• [The data]

○ ○ ○ ○ ○ ○ ○

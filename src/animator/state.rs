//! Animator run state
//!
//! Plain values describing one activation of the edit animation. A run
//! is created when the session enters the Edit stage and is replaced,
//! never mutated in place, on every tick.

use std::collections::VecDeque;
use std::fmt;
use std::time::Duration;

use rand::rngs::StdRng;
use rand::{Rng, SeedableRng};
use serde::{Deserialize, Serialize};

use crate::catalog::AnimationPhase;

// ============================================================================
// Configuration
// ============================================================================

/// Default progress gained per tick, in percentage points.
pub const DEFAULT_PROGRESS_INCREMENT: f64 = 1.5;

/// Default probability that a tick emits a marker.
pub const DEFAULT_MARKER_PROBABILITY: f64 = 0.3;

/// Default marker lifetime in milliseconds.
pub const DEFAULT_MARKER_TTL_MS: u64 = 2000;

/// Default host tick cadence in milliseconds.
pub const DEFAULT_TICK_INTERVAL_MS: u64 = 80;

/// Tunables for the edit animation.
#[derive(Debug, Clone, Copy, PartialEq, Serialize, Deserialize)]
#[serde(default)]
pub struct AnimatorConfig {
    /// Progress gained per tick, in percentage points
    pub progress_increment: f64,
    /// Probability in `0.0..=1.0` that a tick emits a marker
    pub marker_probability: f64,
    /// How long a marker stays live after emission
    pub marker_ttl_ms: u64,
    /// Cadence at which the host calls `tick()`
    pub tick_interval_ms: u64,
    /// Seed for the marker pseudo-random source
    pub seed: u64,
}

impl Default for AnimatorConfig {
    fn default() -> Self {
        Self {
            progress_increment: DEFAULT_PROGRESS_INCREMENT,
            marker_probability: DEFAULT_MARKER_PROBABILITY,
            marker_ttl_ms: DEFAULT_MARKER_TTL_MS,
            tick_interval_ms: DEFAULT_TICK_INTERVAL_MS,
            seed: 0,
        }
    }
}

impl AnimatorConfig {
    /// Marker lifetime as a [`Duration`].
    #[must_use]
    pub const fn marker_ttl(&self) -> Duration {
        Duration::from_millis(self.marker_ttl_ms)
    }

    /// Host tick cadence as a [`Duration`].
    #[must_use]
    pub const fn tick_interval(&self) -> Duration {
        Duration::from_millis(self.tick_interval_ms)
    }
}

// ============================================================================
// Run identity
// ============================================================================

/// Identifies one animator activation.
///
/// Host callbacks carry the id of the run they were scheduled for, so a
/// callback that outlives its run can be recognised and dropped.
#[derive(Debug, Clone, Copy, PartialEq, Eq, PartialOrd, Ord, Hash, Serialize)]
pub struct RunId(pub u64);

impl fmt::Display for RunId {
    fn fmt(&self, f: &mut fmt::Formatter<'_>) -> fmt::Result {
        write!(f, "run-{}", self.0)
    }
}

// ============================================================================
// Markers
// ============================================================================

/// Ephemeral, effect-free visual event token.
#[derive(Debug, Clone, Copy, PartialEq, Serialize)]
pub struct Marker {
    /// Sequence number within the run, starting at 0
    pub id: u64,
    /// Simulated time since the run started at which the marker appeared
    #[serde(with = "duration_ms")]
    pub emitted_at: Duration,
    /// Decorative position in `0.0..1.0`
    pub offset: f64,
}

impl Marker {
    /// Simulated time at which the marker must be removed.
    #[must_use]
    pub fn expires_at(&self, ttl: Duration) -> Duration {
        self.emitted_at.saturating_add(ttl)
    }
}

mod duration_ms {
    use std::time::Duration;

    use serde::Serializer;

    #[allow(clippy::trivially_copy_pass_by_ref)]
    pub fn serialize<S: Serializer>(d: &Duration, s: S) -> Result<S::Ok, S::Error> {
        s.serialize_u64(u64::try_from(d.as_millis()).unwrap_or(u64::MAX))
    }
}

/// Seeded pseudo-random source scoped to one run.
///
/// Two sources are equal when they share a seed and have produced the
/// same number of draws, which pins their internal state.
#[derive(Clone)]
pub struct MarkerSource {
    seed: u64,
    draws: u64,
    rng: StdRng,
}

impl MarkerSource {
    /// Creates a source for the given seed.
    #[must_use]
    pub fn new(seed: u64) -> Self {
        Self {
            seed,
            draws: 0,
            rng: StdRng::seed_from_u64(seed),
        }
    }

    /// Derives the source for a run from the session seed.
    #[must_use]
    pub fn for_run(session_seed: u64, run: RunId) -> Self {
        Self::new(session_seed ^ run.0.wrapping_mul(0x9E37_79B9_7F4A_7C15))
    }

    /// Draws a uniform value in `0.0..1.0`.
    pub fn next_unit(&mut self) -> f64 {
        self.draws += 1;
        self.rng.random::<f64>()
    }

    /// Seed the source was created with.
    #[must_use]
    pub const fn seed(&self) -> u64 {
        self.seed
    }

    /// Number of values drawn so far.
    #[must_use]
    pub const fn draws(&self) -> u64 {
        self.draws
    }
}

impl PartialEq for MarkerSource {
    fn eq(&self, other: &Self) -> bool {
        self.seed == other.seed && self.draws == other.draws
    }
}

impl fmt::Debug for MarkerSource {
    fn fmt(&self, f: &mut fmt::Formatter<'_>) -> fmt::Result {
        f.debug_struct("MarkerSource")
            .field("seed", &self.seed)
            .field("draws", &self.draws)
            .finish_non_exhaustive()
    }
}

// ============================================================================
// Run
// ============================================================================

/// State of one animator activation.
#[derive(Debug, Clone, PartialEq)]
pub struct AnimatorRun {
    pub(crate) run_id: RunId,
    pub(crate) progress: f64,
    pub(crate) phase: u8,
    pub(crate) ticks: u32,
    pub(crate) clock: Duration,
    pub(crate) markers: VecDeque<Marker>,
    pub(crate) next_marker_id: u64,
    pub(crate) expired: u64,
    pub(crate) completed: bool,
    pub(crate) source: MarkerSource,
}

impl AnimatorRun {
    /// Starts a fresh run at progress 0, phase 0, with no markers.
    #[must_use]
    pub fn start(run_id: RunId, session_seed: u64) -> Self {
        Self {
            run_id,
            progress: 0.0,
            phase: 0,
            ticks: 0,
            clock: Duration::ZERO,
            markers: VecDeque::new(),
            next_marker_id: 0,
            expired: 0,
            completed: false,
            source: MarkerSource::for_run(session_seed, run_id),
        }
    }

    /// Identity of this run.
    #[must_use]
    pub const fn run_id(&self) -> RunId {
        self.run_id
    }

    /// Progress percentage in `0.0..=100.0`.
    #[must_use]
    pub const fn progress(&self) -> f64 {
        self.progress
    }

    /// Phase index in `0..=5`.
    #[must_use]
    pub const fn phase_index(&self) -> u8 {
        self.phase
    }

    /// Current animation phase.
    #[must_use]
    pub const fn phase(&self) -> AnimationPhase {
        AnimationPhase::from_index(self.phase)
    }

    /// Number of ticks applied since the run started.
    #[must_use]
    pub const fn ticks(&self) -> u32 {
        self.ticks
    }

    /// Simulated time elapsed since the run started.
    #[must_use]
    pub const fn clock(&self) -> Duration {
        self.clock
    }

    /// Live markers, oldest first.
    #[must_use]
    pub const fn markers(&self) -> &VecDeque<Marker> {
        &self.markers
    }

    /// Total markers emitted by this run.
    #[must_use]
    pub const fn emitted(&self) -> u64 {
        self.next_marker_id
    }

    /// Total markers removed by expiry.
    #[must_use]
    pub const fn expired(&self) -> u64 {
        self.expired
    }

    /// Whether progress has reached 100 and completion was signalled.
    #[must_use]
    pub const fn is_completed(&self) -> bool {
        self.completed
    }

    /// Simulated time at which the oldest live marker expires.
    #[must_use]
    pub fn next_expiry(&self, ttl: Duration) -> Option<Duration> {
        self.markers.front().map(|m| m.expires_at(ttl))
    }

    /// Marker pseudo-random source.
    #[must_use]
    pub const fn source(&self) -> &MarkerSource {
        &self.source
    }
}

○ ○ ○ ○ ○ ○ ○

• [Directions] Search the records above for "AnimationPhase" and copy every line that has it.

• [Expected answer]
use crate::catalog::AnimationPhase;
    pub const fn phase(&self) -> AnimationPhase {
        AnimationPhase::from_index(self.phase)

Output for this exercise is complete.